DATA EXCERPTS:
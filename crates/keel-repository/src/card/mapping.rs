//! Conversions between card records, parameter sets and result rows.

use crate::db::Params;
use keel_core::{Card, CardData, CreateCard, KeelResult};
use sqlx::any::AnyRow;
use sqlx::Row;

/// Parameters for lookups keyed by step.
pub fn to_params(step: i64) -> Params {
    Params::new().with("card_step", step)
}

/// Parameters for the insert statements.
pub fn to_save_card_params(card: &CreateCard) -> Params {
    Params::new()
        .with("card_build", card.build)
        .with("card_stage", card.stage)
        .with("card_step", card.step)
        .with("card_schema", card.schema.as_str())
        .with("card_data", card.data.as_slice())
}

/// Scans one metadata row.
pub fn scan_row(row: &AnyRow) -> KeelResult<Card> {
    Ok(Card {
        id: row.try_get("card_id")?,
        build: row.try_get("card_build")?,
        stage: row.try_get("card_stage")?,
        step: row.try_get("card_step")?,
        schema: row.try_get("card_schema")?,
    })
}

/// Scans a set of metadata rows.
pub fn scan_rows(rows: &[AnyRow]) -> KeelResult<Vec<Card>> {
    rows.iter().map(scan_row).collect()
}

/// Scans a payload-only row.
pub fn scan_row_card_data_only(row: &AnyRow) -> KeelResult<CardData> {
    Ok(CardData {
        data: row.try_get("card_data")?,
    })
}
//! # Keel Repository
//!
//! Persistence for CI cards: per-step metadata plus an opaque payload.
//!
//! ```text
//! Caller
//!   ↓  Arc<dyn CardStore>              (store interface)
//! SqlCardStore                         (statements, row mapping)
//!   ↓  Arc<dyn DatabasePoolInterface>  (pool interface)
//! Database                             (view / lock transactions, Binder)
//!   ↓
//! PostgreSQL | MySQL | SQLite
//! ```
//!
//! ## Structure
//!
//! ```text
//! src/
//!   traits.rs        ← CardStore trait
//!   card/            ← SqlCardStore, queries, row mapping
//!   db/              ← Database, Dialect, Binder, Params
//!   pool.rs          ← DatabasePool component
//!   di.rs            ← CardStoreModule
//! ```

pub mod card;
pub mod db;
pub mod di;
pub mod pool;
pub mod traits;

pub use card::SqlCardStore;
pub use db::{Binder, Database, Dialect, Params, Value};
pub use di::*;
pub use pool::*;
pub use traits::*;
//! # Keel Domain
//!
//! Records persisted by the storage layer.

pub mod card;

pub use card::*;
//! SQL templates for the `cards` table.
//!
//! Templates use `:name` placeholders resolved by [`Binder`].
//!
//! [`Binder`]: crate::db::Binder

// Metadata columns only; the payload is never selected together with them.
macro_rules! query_base {
    () => {
        "
SELECT
 card_id
,card_build
,card_stage
,card_step
,card_schema
"
    };
}

macro_rules! query_card_data {
    () => {
        "
SELECT
 card_id
,card_data
"
    };
}

macro_rules! stmt_insert {
    () => {
        "
INSERT INTO cards (
 card_build
,card_stage
,card_step
,card_schema
,card_data
) VALUES (
 :card_build
,:card_stage
,:card_step
,:card_schema
,:card_data
)
"
    };
}

pub const QUERY_BY_BUILD: &str = concat!(
    query_base!(),
    "FROM cards
WHERE card_build = :card_build
"
);

pub const QUERY_BY_STEP: &str = concat!(
    query_base!(),
    "FROM cards
WHERE card_step = :card_step
LIMIT 1
"
);

pub const QUERY_KEY: &str = concat!(
    query_card_data!(),
    "FROM cards
WHERE card_id = :card_id
LIMIT 1
"
);

pub const STMT_INSERT: &str = stmt_insert!();

pub const STMT_INSERT_RETURNING: &str = concat!(stmt_insert!(), "RETURNING card_id
");

pub const STMT_DELETE: &str = "
DELETE FROM cards
WHERE card_id = :card_id
";

#[cfg(test)]
mod tests {
    use super::*;
    use crate::db::{Binder, Dialect};

    fn squash(sql: &str) -> String {
        sql.split_whitespace().collect::<Vec<_>>().join(" ")
    }

    #[test]
    fn test_metadata_queries_skip_payload() {
        for query in [QUERY_BY_BUILD, QUERY_BY_STEP] {
            assert!(!query.contains("card_data"));
        }
        assert_eq!(
            squash(QUERY_BY_STEP),
            "SELECT card_id ,card_build ,card_stage ,card_step ,card_schema FROM cards WHERE card_step = :card_step LIMIT 1"
        );
    }

    #[test]
    fn test_payload_query_skips_metadata() {
        assert_eq!(
            squash(QUERY_KEY),
            "SELECT card_id ,card_data FROM cards WHERE card_id = :card_id LIMIT 1"
        );
    }

    #[test]
    fn test_returning_insert_extends_plain_insert() {
        assert!(STMT_INSERT_RETURNING.starts_with(STMT_INSERT));
        assert!(squash(STMT_INSERT_RETURNING).ends_with(") RETURNING card_id"));
        assert!(!STMT_INSERT.contains("RETURNING"));
    }

    #[test]
    fn test_insert_binds_all_columns_in_order() {
        let (sql, names) = Binder::new(Dialect::Postgres).rewrite(STMT_INSERT_RETURNING);
        assert_eq!(names, vec!["card_build", "card_stage", "card_step", "card_schema", "card_data"]);
        assert!(squash(&sql).contains("VALUES ( $1 ,$2 ,$3 ,$4 ,$5 )"));
    }
}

DIRECTIONS FOR THIS TASK:
Where a line above holds the string "CardData", show that line.

EXERCISE SOLUTION:
use keel_core::{Card, CardData, CreateCard, KeelResult};
pub fn scan_row_card_data_only(row: &AnyRow) -> KeelResult<CardData> {
    Ok(CardData {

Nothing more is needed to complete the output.